Neura: HIPAA-Compliant Mental Health Navigation Agent
The demo passes easily. The approval review is the harder bar. Neura was built to clear both. SaaStoAgent delivered a governed healthcare agent that holds its boundary across intake, matching, booking, payment, and follow-up — with safety holding structural override authority and every turn producing inspectable evidence.
The Problem
Mental-health navigation is the kind of workflow where a convincing demo and a passing approval review are two different bars.
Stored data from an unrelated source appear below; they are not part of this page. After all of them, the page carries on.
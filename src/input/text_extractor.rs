//! Text extraction from various file formats

use crate::error::{Result, ResumeTailorError};
use log::{debug, warn};
use std::fs;
use std::io::Read;
use std::path::Path;
use zip::ZipArchive;

const W_NS: &str = "http://schemas.openxmlformats.org/wordprocessingml/2006/main";
const DOCX_BODY: &str = "word/document.xml";

pub trait TextExtractor {
    fn extract(&self, path: &Path) -> Result<String>;
}

pub struct PdfExtractor;

impl TextExtractor for PdfExtractor {
    fn extract(&self, path: &Path) -> Result<String> {
        let bytes = fs::read(path).map_err(|e| ResumeTailorError::document_read(path, e))?;

        let document = lopdf::Document::load_mem(&bytes).map_err(|e| {
            ResumeTailorError::document_read(path, format!("invalid PDF: {}", e))
        })?;

        let pages = document.get_pages();
        debug!("PDF '{}' has {} pages", path.display(), pages.len());

        let mut text = String::new();
        for page_number in pages.keys() {
            match document.extract_text(&[*page_number]) {
                Ok(page_text) => text.push_str(&page_text),
                Err(e) => {
                    // A broken page must not sink the rest of the document.
                    warn!(
                        "Skipping page {} of '{}': {}",
                        page_number,
                        path.display(),
                        e
                    );
                }
            }
        }

        Ok(text)
    }
}

pub struct DocxExtractor;

impl TextExtractor for DocxExtractor {
    fn extract(&self, path: &Path) -> Result<String> {
        let file = fs::File::open(path).map_err(|e| ResumeTailorError::document_read(path, e))?;

        let mut archive = ZipArchive::new(file).map_err(|e| {
            ResumeTailorError::document_read(path, format!("invalid DOCX container: {}", e))
        })?;

        let mut xml = String::new();
        archive
            .by_name(DOCX_BODY)
            .map_err(|e| ResumeTailorError::document_read(path, format!("{}: {}", DOCX_BODY, e)))?
            .read_to_string(&mut xml)
            .map_err(|e| ResumeTailorError::document_read(path, e))?;

        let paragraphs = docx_paragraphs(&xml)
            .map_err(|e| ResumeTailorError::document_read(path, format!("malformed {}: {}", DOCX_BODY, e)))?;

        Ok(paragraphs.join("\n"))
    }
}

/// Paragraph texts of a WordprocessingML body, in document order.
pub fn docx_paragraphs(xml: &str) -> std::result::Result<Vec<String>, roxmltree::Error> {
    let doc = roxmltree::Document::parse(xml)?;

    let paragraphs = doc
        .descendants()
        .filter(|node| node.has_tag_name((W_NS, "p")))
        .map(|paragraph| {
            let mut text = String::new();
            for node in paragraph.descendants() {
                if node.has_tag_name((W_NS, "t")) {
                    text.push_str(node.text().unwrap_or(""));
                } else if node.has_tag_name((W_NS, "tab")) {
                    text.push('\t');
                } else if node.has_tag_name((W_NS, "br")) {
                    text.push('\n');
                }
            }
            text
        })
        .collect();

    Ok(paragraphs)
}

pub struct MarkdownExtractor;

impl TextExtractor for MarkdownExtractor {
    fn extract(&self, path: &Path) -> Result<String> {
        fs::read_to_string(path).map_err(|e| ResumeTailorError::document_read(path, e))
    }
}

#[cfg(test)]
mod tests {
    use super::*;

    fn body(paragraphs: &str) -> String {
        format!(
            r#"<?xml version="1.0" encoding="UTF-8"?>
<w:document xmlns:w="{}"><w:body>{}</w:body></w:document>"#,
            W_NS, paragraphs
        )
    }

    #[test]
    fn test_docx_paragraphs_in_order() {
        let xml = body(
            "<w:p><w:r><w:t>## Technical Skills</w:t></w:r></w:p>\
             <w:p><w:r><w:t>- Py</w:t></w:r><w:r><w:t>thon</w:t></w:r></w:p>\
             <w:p/>\
             <w:p><w:r><w:t>SQL</w:t><w:tab/><w:t>dbt</w:t></w:r></w:p>",
        );

        let paragraphs = docx_paragraphs(&xml).unwrap();
        assert_eq!(
            paragraphs,
            vec!["## Technical Skills", "- Python", "", "SQL\tdbt"]
        );
    }

    #[test]
    fn test_docx_malformed_xml() {
        assert!(docx_paragraphs("<w:document><w:body>").is_err());
    }

    #[test]
    fn test_markdown_is_verbatim() {
        let dir = tempfile::tempdir().unwrap();
        let path = dir.path().join("resume.md");
        let content = "Jane Doe\n\n## Technical Skills\n- **Rust** & Go  \n";
        std::fs::write(&path, content).unwrap();

        assert_eq!(MarkdownExtractor.extract(&path).unwrap(), content);
    }

    #[test]
    fn test_pdf_garbage_is_read_error() {
        let dir = tempfile::tempdir().unwrap();
        let path = dir.path().join("resume.pdf");
        std::fs::write(&path, b"definitely not a pdf").unwrap();

        let err = PdfExtractor.extract(&path).unwrap_err();
        assert!(matches!(err, ResumeTailorError::DocumentRead { .. }));
        assert!(err.to_string().contains("resume.pdf"));
    }
}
A patient in distress needs a system that asks the right questions, holds the right boundary, surfaces a credentialed match, books the appointment, takes payment, and follows up — without ever drifting into clinical interpretation, ignoring a crisis signal, or producing an output a reviewer cannot reconstruct.
What the person navigating care needs
- One coherent conversation that carries from intake through booking, payment, and follow-up — not five disconnected tools
- A provider match grounded in clinical fit, insurance, and availability, with a rationale they can read
- Immediate, structured response when distress signals appear, not delayed manual triage
- Confidence that the system stays inside its role and hands off to a person when the workflow demands it
What the governed platform owes
- A PHI boundary that survives the BAA review, not just the architecture diagram
- Safety authority that is structural — enforced by the workflow, not by prompt instruction
- Inspectable evidence for every turn: which gates fired, which tool ran, which state was written
- A release that can be expanded later because the first slice exercised the full control path
Compliance Envelope
Neura's first design decision was not an agent. It was a PHI boundary. Before any prompt was written, the team applied for a Business Associate Agreement covering the OpenAI API organization that would handle protected health information, and attached the Healthcare Addendum to it. The signed agreement set the constraints the rest of the system was built inside; every architecture choice in the sections below treats those clauses as inputs, not as legal formalities.
What the signed BAA + Healthcare Addendum bind
- Covered API organization: the BAA names the specific OpenAI org ID that may process PHI. Other organizations are out of scope and routed away at the boundary.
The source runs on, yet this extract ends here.